Bureau of Economic Geology, The University of Texas at Austin (www.beg.utexas.edu).
AAPG 2003 Meeting, Salt Lake City, Utah, May 1114, 2003
Geomorphology-based, Automated Seismic Facies Analysis Applied to 3-D Reservoir Mapping
Seismic facies analysis is a powerful, yet largely subjective methodology for hydrocarbon exploration and development. Determining how to automate the process to improve the consistency and reduce the 3-D cycle time has been a challenge. I present a geomorphology-based, automated seismic facies classifier that makes use of the large-scale geometry of depositional systems imaged from 3-D seismic data. In addition to seismic waveform and texture, geomorphology provides independent and useful information for high-resolution facies mapping and should be included in future technology and software development.

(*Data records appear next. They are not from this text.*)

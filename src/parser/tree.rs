use quick_xml::Reader;
use quick_xml::events::{BytesStart, Event};

use crate::core::{CfdiError, ParseLimits};

type NodeId = usize;

/// An element with its attributes and ordered children. Text content is
/// not kept: CFDI carries its data in attributes.
#[derive(Debug)]
struct Element {
    name: String,
    attributes: Vec<(String, String)>,
    children: Vec<NodeId>,
}

/// Arena tree of the elements in one XML document.
#[derive(Debug)]
pub struct XmlTree {
    elements: Vec<Element>,
    top_level: Vec<NodeId>,
}

impl XmlTree {
    /// Build the tree, enforcing `limits`. Malformed input is reported as
    /// [`CfdiError::Xml`].
    pub fn parse(xml: &str, limits: &ParseLimits) -> Result<Self, CfdiError> {
        if xml.len() > limits.max_bytes {
            return Err(CfdiError::TooLarge {
                size: xml.len(),
                limit: limits.max_bytes,
            });
        }

        let mut reader = Reader::from_str(xml);
        reader.config_mut().trim_text(true);

        let mut tree = XmlTree {
            elements: Vec::new(),
            top_level: Vec::new(),
        };
        let mut open: Vec<NodeId> = Vec::new();

        loop {
            match reader.read_event() {
                Ok(Event::Start(ref e)) => {
                    let id = tree.push(e, &open, limits)?;
                    open.push(id);
                }
                Ok(Event::Empty(ref e)) => {
                    tree.push(e, &open, limits)?;
                }
                Ok(Event::End(_)) => {
                    if open.pop().is_none() {
                        return Err(CfdiError::Xml("closing tag without opening tag".into()));
                    }
                }
                Ok(Event::Eof) => break,
                Err(e) => {
                    return Err(CfdiError::Xml(format!(
                        "XML parse error at byte {}: {e}",
                        reader.error_position()
                    )));
                }
                _ => {}
            }
        }

        if let Some(&unclosed) = open.last() {
            return Err(CfdiError::Xml(format!(
                "unexpected end of input inside <{}>",
                tree.elements[unclosed].name
            )));
        }

        Ok(tree)
    }

    fn push(
        &mut self,
        start: &BytesStart<'_>,
        open: &[NodeId],
        limits: &ParseLimits,
    ) -> Result<NodeId, CfdiError> {
        if open.len() >= limits.max_depth {
            return Err(CfdiError::TooDeep {
                limit: limits.max_depth,
            });
        }
        if self.elements.len() >= limits.max_elements {
            return Err(CfdiError::TooManyElements {
                limit: limits.max_elements,
            });
        }

        let name = String::from_utf8_lossy(start.name().as_ref()).into_owned();
        let attributes = start
            .attributes()
            .flatten()
            .map(|attr| {
                let key = String::from_utf8_lossy(attr.key.as_ref()).into_owned();
                let value = match attr.unescape_value() {
                    Ok(v) => v.into_owned(),
                    Err(_) => String::from_utf8_lossy(&attr.value).into_owned(),
                };
                (key, value)
            })
            .collect();

        let id = self.elements.len();
        self.elements.push(Element {
            name,
            attributes,
            children: Vec::new(),
        });
        match open.last() {
            Some(&parent) => self.elements[parent].children.push(id),
            None => self.top_level.push(id),
        }
        Ok(id)
    }

    /// Top-level elements in document order. Well-formed XML has exactly one.
    pub fn top_level(&self) -> impl Iterator<Item = Node<'_>> {
        self.top_level.iter().map(|&id| Node { tree: self, id })
    }

    /// Every element in document (pre-)order.
    pub fn descendants(&self) -> Descendants<'_> {
        Descendants {
            tree: self,
            stack: self.top_level.iter().rev().copied().collect(),
        }
    }

    pub fn len(&self) -> usize {
        self.elements.len()
    }

    pub fn is_empty(&self) -> bool {
        self.elements.is_empty()
    }
}

/// Borrowed handle to one element of an [`XmlTree`].
#[derive(Debug, Clone, Copy)]
pub struct Node<'t> {
    tree: &'t XmlTree,
    id: NodeId,
}

impl<'t> Node<'t> {
    fn element(self) -> &'t Element {
        &self.tree.elements[self.id]
    }

    /// Qualified name as written, e.g. "cfdi:Concepto".
    pub fn name(self) -> &'t str {
        &self.element().name
    }

    /// Attribute value by exact qualified name.
    pub fn attribute(self, name: &str) -> Option<&'t str> {
        self.element()
            .attributes
            .iter()
            .find(|(k, _)| k == name)
            .map(|(_, v)| v.as_str())
    }

    /// Direct child elements in document order.
    pub fn children(self) -> impl Iterator<Item = Node<'t>> + Clone + 't {
        let tree = self.tree;
        self.element()
            .children
            .iter()
            .map(move |&id| Node { tree, id })
    }

    /// All elements below this one in document order, excluding itself.
    pub fn descendants(self) -> Descendants<'t> {
        Descendants {
            tree: self.tree,
            stack: self.element().children.iter().rev().copied().collect(),
        }
    }
}

/// Depth-first, pre-order walk over elements.
#[derive(Debug, Clone)]
pub struct Descendants<'t> {
    tree: &'t XmlTree,
    stack: Vec<NodeId>,
}

impl<'t> Iterator for Descendants<'t> {
    type Item = Node<'t>;

    fn next(&mut self) -> Option<Self::Item> {
        let id = self.stack.pop()?;
        self.stack
            .extend(self.tree.elements[id].children.iter().rev().copied());
        Some(Node {
            tree: self.tree,
            id,
        })
    }
}
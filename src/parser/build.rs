use std::any::Any;
use std::panic::{self, AssertUnwindSafe};

use super::extract::extract;
use super::tree::XmlTree;
use crate::core::{CfdiError, ParseError, ParseLimits, ParsedInvoice};

/// Parse a CFDI document with the default [`ParseLimits`].
///
/// Never fails and never panics: problems are reported through
/// `parse_success` and `parse_errors` on the returned value.
pub fn parse_cfdi(content: impl AsRef<[u8]>) -> ParsedInvoice {
    parse_cfdi_with_limits(content, &ParseLimits::default())
}

/// Parse a CFDI document, rejecting input beyond `limits`.
///
/// Bytes are decoded as UTF-8 (invalid sequences replaced, BOM dropped).
/// A missing root, malformed XML, exceeded limit or internal fault yields a
/// result with `parse_success == false`, a single structural error and all
/// other fields at their defaults.
pub fn parse_cfdi_with_limits(content: impl AsRef<[u8]>, limits: &ParseLimits) -> ParsedInvoice {
    let bytes = content.as_ref();
    if bytes.len() > limits.max_bytes {
        // Not copied into raw_xml: the point of the limit is to not hold it.
        return failed(
            CfdiError::TooLarge {
                size: bytes.len(),
                limit: limits.max_bytes,
            },
            String::new(),
        );
    }

    let decoded = String::from_utf8_lossy(bytes);
    let xml = decoded.strip_prefix('\u{feff}').unwrap_or(&*decoded);

    let outcome = panic::catch_unwind(AssertUnwindSafe(|| {
        let tree = XmlTree::parse(xml, limits)?;
        extract(&tree)
    }))
    .unwrap_or_else(|payload| Err(CfdiError::Internal(panic_message(&*payload))));

    match outcome {
        Ok(mut invoice) => {
            tracing::debug!(
                uuid = invoice.uuid.as_deref().unwrap_or("-"),
                issuer = invoice.issuer.name.as_deref().unwrap_or("-"),
                total = ?invoice.total,
                currency = invoice.currency.as_deref().unwrap_or("-"),
                line_items = invoice.line_items.len(),
                field_errors = invoice.parse_errors.len(),
                "CFDI parsed"
            );
            invoice.raw_xml = xml.to_string();
            invoice
        }
        Err(err) => failed(err, xml.to_string()),
    }
}

fn failed(err: CfdiError, raw_xml: String) -> ParsedInvoice {
    tracing::warn!(error = %err, "CFDI parse failed");
    ParsedInvoice {
        parse_success: false,
        parse_errors: vec![ParseError::from(err)],
        raw_xml,
        ..ParsedInvoice::default()
    }
}

fn panic_message(payload: &(dyn Any + Send)) -> String {
    if let Some(s) = payload.downcast_ref::<&str>() {
        (*s).to_string()
    } else if let Some(s) = payload.downcast_ref::<String>() {
        s.clone()
    } else {
        "unknown panic".to_string()
    }
}
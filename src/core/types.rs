use chrono::NaiveDateTime;
use rust_decimal::Decimal;
use serde::{Deserialize, Serialize};

use super::codes::{DocumentType, FactorType, SettlementTiming, TaxCode, TaxKind};
use super::error::ParseError;

/// The full extraction result for one CFDI document.
///
/// Every field is optional: a value is `None` when the attribute is absent
/// or could not be converted (in which case `parse_errors` says why).
#[derive(Debug, Clone, Default, PartialEq, Serialize, Deserialize)]
pub struct ParsedInvoice {
    /// Folio fiscal. Always equal to `stamp.uuid`; `None` without a stamp.
    pub uuid: Option<String>,
    /// Version / version: schema version ("4.0", "3.3", "3.2").
    pub version: Option<String>,
    /// Fecha: issue timestamp (local time of the place of issue).
    pub issued_at: Option<NaiveDateTime>,
    /// Serie.
    pub series: Option<String>,
    /// Folio.
    pub folio: Option<String>,
    /// FormaPago: c_FormaPago code.
    pub payment_form: Option<String>,
    /// MetodoPago.
    pub settlement: Option<SettlementTiming>,
    /// TipoDeComprobante.
    pub document_type: Option<DocumentType>,
    /// Moneda: ISO 4217, `MXN` when the root omits it.
    pub currency: Option<String>,
    /// TipoCambio.
    pub exchange_rate: Option<Decimal>,
    /// SubTotal.
    pub subtotal: Option<Decimal>,
    /// Descuento.
    pub discount: Option<Decimal>,
    /// Total.
    pub total: Option<Decimal>,
    /// NoCertificado: serial of the issuer's signing certificate.
    pub issuer_certificate: Option<String>,
    /// LugarExpedicion: postal code of the place of issue.
    pub place_of_issue: Option<String>,
    /// CondicionesDePago: free-text payment conditions.
    pub payment_conditions: Option<String>,
    /// Exportacion (4.0 only).
    pub export_code: Option<String>,
    /// CfdiRelacionados blocks, in document order.
    pub related: Vec<RelatedDocuments>,
    pub issuer: Issuer,
    pub recipient: Recipient,
    /// Conceptos, in document order.
    pub line_items: Vec<LineItem>,
    pub taxes: TaxSummary,
    /// TimbreFiscalDigital complement.
    pub stamp: Option<DigitalStamp>,
    /// True iff the root was found and extraction completed.
    pub parse_success: bool,
    /// Structural and field errors in order of discovery.
    pub parse_errors: Vec<ParseError>,
    /// The decoded document text.
    pub raw_xml: String,
}

impl ParsedInvoice {
    /// Whether the critical fields for reconciliation are present:
    /// UUID, total and issuer RFC.
    pub fn is_usable(&self) -> bool {
        self.uuid.is_some() && self.total.is_some() && self.issuer.tax_id.is_some()
    }

    /// Field-level errors only.
    pub fn field_errors(&self) -> impl Iterator<Item = &ParseError> {
        self.parse_errors.iter().filter(|e| !e.is_structural())
    }
}

/// Emisor: the seller.
#[derive(Debug, Clone, Default, PartialEq, Eq, Serialize, Deserialize)]
pub struct Issuer {
    /// Rfc.
    pub tax_id: Option<String>,
    /// Nombre.
    pub name: Option<String>,
    /// RegimenFiscal: c_RegimenFiscal code.
    pub tax_regime: Option<String>,
}

/// Receptor: the buyer.
#[derive(Debug, Clone, Default, PartialEq, Eq, Serialize, Deserialize)]
pub struct Recipient {
    /// Rfc.
    pub tax_id: Option<String>,
    /// Nombre.
    pub name: Option<String>,
    /// UsoCFDI: c_UsoCFDI code.
    pub cfdi_use: Option<String>,
    /// DomicilioFiscalReceptor: postal code (4.0 only).
    pub fiscal_address: Option<String>,
    /// RegimenFiscalReceptor (4.0 only).
    pub tax_regime: Option<String>,
}

/// Concepto: one billed product or service row.
#[derive(Debug, Clone, Default, PartialEq, Serialize, Deserialize)]
pub struct LineItem {
    /// ClaveProdServ: c_ClaveProdServ code.
    pub product_code: Option<String>,
    /// NoIdentificacion: seller's own item id.
    pub identification: Option<String>,
    /// Cantidad.
    pub quantity: Option<Decimal>,
    /// ClaveUnidad: c_ClaveUnidad code.
    pub unit_code: Option<String>,
    /// Unidad: free-text unit label.
    pub unit: Option<String>,
    /// Descripcion.
    pub description: Option<String>,
    /// ValorUnitario.
    pub unit_price: Option<Decimal>,
    /// Importe.
    pub amount: Option<Decimal>,
    /// Descuento.
    pub discount: Option<Decimal>,
    /// ObjetoImp: c_ObjetoImp code (4.0 only).
    pub tax_object: Option<String>,
    /// Taxes declared on this concepto, transferred first.
    pub taxes: Vec<TaxEntry>,
}

/// Document-level Impuestos block.
#[derive(Debug, Clone, Default, PartialEq, Serialize, Deserialize)]
pub struct TaxSummary {
    /// TotalImpuestosTrasladados.
    pub total_transferred: Option<Decimal>,
    /// TotalImpuestosRetenidos.
    pub total_withheld: Option<Decimal>,
    /// Traslados, in document order.
    pub transferred: Vec<TaxEntry>,
    /// Retenciones, in document order.
    pub withheld: Vec<TaxEntry>,
}

impl TaxSummary {
    pub fn is_empty(&self) -> bool {
        self.total_transferred.is_none()
            && self.total_withheld.is_none()
            && self.transferred.is_empty()
            && self.withheld.is_empty()
    }
}

/// One Traslado or Retencion line.
#[derive(Debug, Clone, PartialEq, Serialize, Deserialize)]
pub struct TaxEntry {
    pub kind: TaxKind,
    /// Impuesto / impuesto.
    pub tax: Option<TaxCode>,
    /// TipoFactor (absent on withholdings and in 3.2).
    pub factor: Option<FactorType>,
    /// TasaOCuota / tasa.
    pub rate: Option<Decimal>,
    /// Base (3.3+, concepto level and 4.0 summary level).
    pub base: Option<Decimal>,
    /// Importe / importe.
    pub amount: Option<Decimal>,
}

/// TimbreFiscalDigital: the SAT stamp complement.
#[derive(Debug, Clone, Default, PartialEq, Eq, Serialize, Deserialize)]
pub struct DigitalStamp {
    /// Version of the stamp complement ("1.1", "1.0").
    pub version: Option<String>,
    /// UUID: the folio fiscal.
    pub uuid: Option<String>,
    /// FechaTimbrado.
    pub stamped_at: Option<NaiveDateTime>,
    /// RfcProvCertif: certification provider (PAC) RFC.
    pub provider_tax_id: Option<String>,
    /// SelloCFD: the issuer's signature, copied into the stamp.
    pub cfd_signature: Option<String>,
    /// SelloSAT: the SAT signature.
    pub sat_signature: Option<String>,
    /// NoCertificadoSAT.
    pub sat_certificate: Option<String>,
}

/// CfdiRelacionados: documents this CFDI relates to.
#[derive(Debug, Clone, Default, PartialEq, Eq, Serialize, Deserialize)]
pub struct RelatedDocuments {
    /// TipoRelacion: c_TipoRelacion code ("01" credit note, "04" substitution, ...).
    pub relation: Option<String>,
    /// UUIDs of the related CfdiRelacionado entries.
    pub uuids: Vec<String>,
}
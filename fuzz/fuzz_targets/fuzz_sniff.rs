#![no_main]

use libfuzzer_sys::fuzz_target;

fuzz_target!(|data: &[u8]| {
    let _ = cfdi::looks_like_cfdi(data);
});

The suggested procedure accomplishes five key goals: (1) to generate amplitude (or other attributes) stratal slices, (2) to characterize gray-tone shapes, (3) to calculate geomorphologic attributes, (4) to train a supervised, neural network classifier, and (5) to apply the classifier to seismic data for facies maps. Models show that a morphology-based neural network can classify depositional facies that are morphologically distinctive but identical or similar in amplitude and texture (e.g., bed-load, mixed-load, and suspended-load fluvial channels, or fluvial-, wave-, and tidal-dominated deltas). One test on the real seismic data for three types of fluvial channels (straight, meandering, and anastomosing) shows significant improvement over results from waveform classification. Another test successfully separates the incised-valley fill (IVF) sandstones-main reservoirs in the study area-from fluvial-channel sandstones and flood-plain shale in a 3-D volume, even though the IVF sandstones do not stand out as seismic amplitude, waveform, or texture anomalies.